Short answer · Medically reviewed summary · Last updated: 2026-04-06
The standard of care for Devic syndrome, also known as Neuromyelitis Optica Spectrum Disorder (NMOSD), involves a dual-strategy approach of managing acute attacks with corticosteroids and plasmapheresis, followed by long-term immunosuppressive therapy to prevent relapses. Pharmacological Management Modern management of Devic syndrome / NMO has been transformed by FDA-approved therapies specifically designed for patients who are anti-aquaporin-4 (AQP4) antibody-positive. First-line maintenance treatments often include monoclonal antibodies such as eculizumab (Soliris), satralizumab (Enspryng), and inebilizumab (Uplizna).
3 people with Devic Syndrome / NMO have shared their first-person experience on this question at DiseaseMaps.

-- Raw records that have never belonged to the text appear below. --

//! Session loop - menu, input, dispatch, acknowledgement
//!
//! The loop owns no global state. The curriculum, content registry,
//! progress store and terminal are handed in by the caller, which keeps the
//! whole flow drivable from tests with a scripted terminal.

pub mod terminal;

use std::io;

use crossterm::style::Color;
use tracing::{debug, info, warn};

use crate::content::{render_fallback, ContentError, ContentRegistry};
use crate::curriculum::{Curriculum, Topic};
use crate::menu;
use crate::paths::LearningPath;
use crate::progress::ProgressStore;
use crate::resolver::{resolve, Action};
use crate::ui::Canvas;

pub use terminal::{ConsoleTerminal, ReadLine, Terminal};

pub const PROMPT: &str = "➤ Enter your choice: ";
pub const FAREWELL: &str = "👋 Happy Learning! Keep practicing DSA!";
const CONTINUE: &str = "Press any key to continue...";

#[derive(Debug, Clone, Copy, PartialEq, Eq)]
pub enum SessionState {
    Running,
    Terminated,
}

/// How rendering a topic went
#[derive(Debug, Clone, Copy, PartialEq, Eq)]
pub enum TopicOutcome {
    /// The registered lesson rendered
    Rendered,
    /// No lesson for the content key, the placeholder was shown
    Fallback,
    /// The lesson failed part way through
    Failed,
}

impl TopicOutcome {
    /// Placeholders count as visited; a failed render does not
    pub fn counts_as_completed(self) -> bool {
        !matches!(self, TopicOutcome::Failed)
    }
}

/// Render `topic` and record it in the progress store
///
/// A progress write failure is shown as a warning and never aborts the caller.
pub fn dispatch_topic(
    topic: &Topic,
    registry: &ContentRegistry,
    store: &ProgressStore,
    canvas: &mut Canvas<'_>,
) -> io::Result<TopicOutcome> {
    debug!("Dispatching {} ({})", topic.code, topic.content_key);
    let outcome = match registry.invoke(&topic.content_key, canvas) {
        Ok(()) => TopicOutcome::Rendered,
        Err(ContentError::UnknownTopicContent(key)) => {
            render_fallback(canvas, &key)?;
            TopicOutcome::Fallback
        }
        Err(e @ ContentError::Render { .. }) => {
            warn!("{}", e);
            canvas.blank()?;
            canvas.error(&format!("❌ Could not display {}: {}", topic.display_name, e))?;
            TopicOutcome::Failed
        }
    };

    if outcome.counts_as_completed() {
        if let Err(e) = store.mark_completed(&topic.code) {
            warn!("{}", e);
            canvas.blank()?;
            canvas.warning(&format!("⚠️  Progress not saved: {}", e))?;
        }
    }
    Ok(outcome)
}

/// Totals from walking a learning path
#[derive(Debug, Clone, Copy, Default, PartialEq, Eq)]
pub struct PathReport {
    pub completed: usize,
    pub skipped: usize,
    /// False if input ended before the last topic
    pub finished: bool,
}

pub struct Session<'a> {
    curriculum: &'a Curriculum,
    registry: &'a ContentRegistry,
    store: &'a ProgressStore,
    terminal: &'a mut dyn Terminal,
    state: SessionState,
}

impl<'a> Session<'a> {
    pub fn new(
        curriculum: &'a Curriculum,
        registry: &'a ContentRegistry,
        store: &'a ProgressStore,
        terminal: &'a mut dyn Terminal,
    ) -> Self {
        Self {
            curriculum,
            registry,
            store,
            terminal,
            state: SessionState::Running,
        }
    }

    pub fn state(&self) -> SessionState {
        self.state
    }

    /// Loop until the learner exits
    pub fn run(&mut self) -> io::Result<()> {
        info!("Session started with {} topics", self.curriculum.total_topics());
        while self.state == SessionState::Running {
            self.step()?;
        }
        info!("Session ended");
        Ok(())
    }

    /// One pass: render the menu, read a line, act on it
    pub fn step(&mut self) -> io::Result<()> {
        self.render_menu()?;
        let action = match self.terminal.read_line(PROMPT)? {
            ReadLine::Line(line) => resolve(&line, self.curriculum),
            ReadLine::Interrupted => {
                debug!("Prompt interrupted, redrawing menu");
                return Ok(());
            }
            ReadLine::Eof => Action::Exit,
        };
        self.handle(action)
    }

    pub fn handle(&mut self, action: Action) -> io::Result<()> {
        debug!("Handling {:?}", action);
        match action {
            Action::Exit => {
                self.state = SessionState::Terminated;
                let mut canvas = self.terminal.canvas();
                canvas.blank()?;
                canvas.success(FAREWELL)?;
                canvas.flush()
            }
            Action::ShowProgress => {
                self.terminal.clear_screen()?;
                let completed = self.store.load();
                let summary = menu::render_progress_summary(&completed, self.curriculum);
                menu::print_colored(&mut self.terminal.canvas(), &summary)?;
                self.acknowledge()
            }
            Action::ShowNotes => {
                self.terminal.clear_screen()?;
                let mut canvas = self.terminal.canvas();
                canvas.strong_line("📝 YOUR NOTES", Color::Cyan)?;
                canvas.rule('═', crate::ui::WIDTH)?;
                canvas.blank()?;
                canvas.line("Feature coming soon! Notes will be saved automatically as you learn.")?;
                self.acknowledge()
            }
            Action::InvalidSection(code) => {
                debug!("No section for input {:?}", code);
                self.terminal.canvas().error("❌ Invalid section number!")?;
                self.acknowledge()
            }
            Action::InvalidTopic(code) => {
                debug!("No topic for input {:?}", code);
                self.terminal.canvas().error("❌ Invalid topic number!")?;
                self.acknowledge()
            }
            Action::RunTopic(code) => {
                self.terminal.clear_screen()?;
                self.run_topic(&code)?;
                self.acknowledge()
            }
        }
    }

    /// Render one topic by code and mark it completed
    pub fn run_topic(&mut self, code: &str) -> io::Result<Option<TopicOutcome>> {
        let Some(topic) = self.curriculum.topic_for(code) else {
            self.terminal.canvas().error("❌ Invalid topic number!")?;
            return Ok(None);
        };
        let mut canvas = self.terminal.canvas();
        let outcome = dispatch_topic(topic, self.registry, self.store, &mut canvas)?;
        canvas.flush()?;
        Ok(Some(outcome))
    }

    /// Walk a learning path topic by topic
    ///
    /// Each topic asks for confirmation first; `s` skips it. End of input
    /// stops the walk early.
    pub fn run_path(&mut self, path: &LearningPath) -> io::Result<PathReport> {
        let mut report = PathReport::default();
        let total = path.codes.len();

        self.terminal.clear_screen()?;
        {
            let mut canvas = self.terminal.canvas();
            canvas.success(&format!("✅ Selected: {}", path.title))?;
            canvas.line(path.description)?;
            canvas.line(&format!("Topics to cover: {}", total))?;
        }

        for (idx, code) in path.codes.iter().enumerate() {
            let Some(topic) = self.curriculum.topic_for(code) else {
                warn!("Learning path '{}' references unknown topic {}", path.name, code);
                continue;
            };

            {
                let mut canvas = self.terminal.canvas();
                canvas.header(&format!("Topic {}/{}: {}", idx + 1, total, topic.display_name))?;
                canvas.blank()?;
                canvas.dim("Press Enter to learn (or 's' to skip)...")?;
            }
            match self.terminal.read_line("> ")? {
                ReadLine::Eof | ReadLine::Interrupted => {
                    info!("Learning path '{}' stopped at topic {}", path.name, code);
                    return Ok(report);
                }
                ReadLine::Line(line) if line.trim().eq_ignore_ascii_case("s") => {
                    report.skipped += 1;
                    continue;
                }
                ReadLine::Line(_) => {}
            }

            self.terminal.clear_screen()?;
            let mut canvas = self.terminal.canvas();
            let outcome = dispatch_topic(topic, self.registry, self.store, &mut canvas)?;
            if outcome.counts_as_completed() {
                report.completed += 1;
                canvas.blank()?;
                canvas.success(&format!("✅ Completed: {}", topic.display_name))?;
            }
            if idx + 1 < total {
                self.acknowledge()?;
            }
        }

        report.finished = true;
        let mut canvas = self.terminal.canvas();
        canvas.header("🎉 Learning Path Completed! 🎉")?;
        canvas.blank()?;
        canvas.line(&format!("You've finished the {} path!", path.title))?;
        canvas.line(&format!("Completed {} topics, skipped {}.", report.completed, report.skipped))?;
        canvas.blank()?;
        canvas.line("Next steps:")?;
        canvas.line("  • Review and practice")?;
        canvas.line("  • Solve real problems on LeetCode/HackerRank")?;
        canvas.line("  • Build projects using these concepts")?;
        canvas.flush()?;
        Ok(report)
    }

    fn render_menu(&mut self) -> io::Result<()> {
        self.terminal.clear_screen()?;
        let completed = self.store.load();
        let mut canvas = self.terminal.canvas();
        for line in menu::render_header().lines() {
            canvas.strong_line(line, Color::Cyan)?;
        }
        canvas.blank()?;
        menu::print_colored(&mut canvas, &menu::render_curriculum_marked(self.curriculum, &completed))?;
        menu::print_colored(&mut canvas, &menu::render_command_help())?;
        canvas.blank()?;
        canvas.flush()
    }

    fn acknowledge(&mut self) -> io::Result<()> {
        {
            let mut canvas = self.terminal.canvas();
            canvas.blank()?;
            canvas.dim(CONTINUE)?;
            canvas.flush()?;
        }
        self.terminal.read_key()
    }
}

The standard of care for Devic syndrome, also known as Neuromyelitis Optica Spectrum Disorder (NMOSD), involves a dual-strategy approach of managing acute attacks with corticosteroids and plasmapheresis, followed by long-term immunosuppressive therapy to prevent relapses.
Modern management of Devic syndrome / NMO has been transformed by FDA-approved therapies specifically designed for patients who are anti-aquaporin-4 (AQP4) antibody-positive. First-line maintenance treatments often include monoclonal antibodies such as eculizumab (Soliris), satralizumab (Enspryng), and inebilizumab (Uplizna). For patients who do not have access to these targeted biologics, clinicians may utilize off-label immunosuppressants like rituximab (Rituxan), mycophenolate mofetil (CellCept), or azathioprine to manage Devic syndrome / NMO and reduce the frequency of optic neuritis and transverse myelitis episodes.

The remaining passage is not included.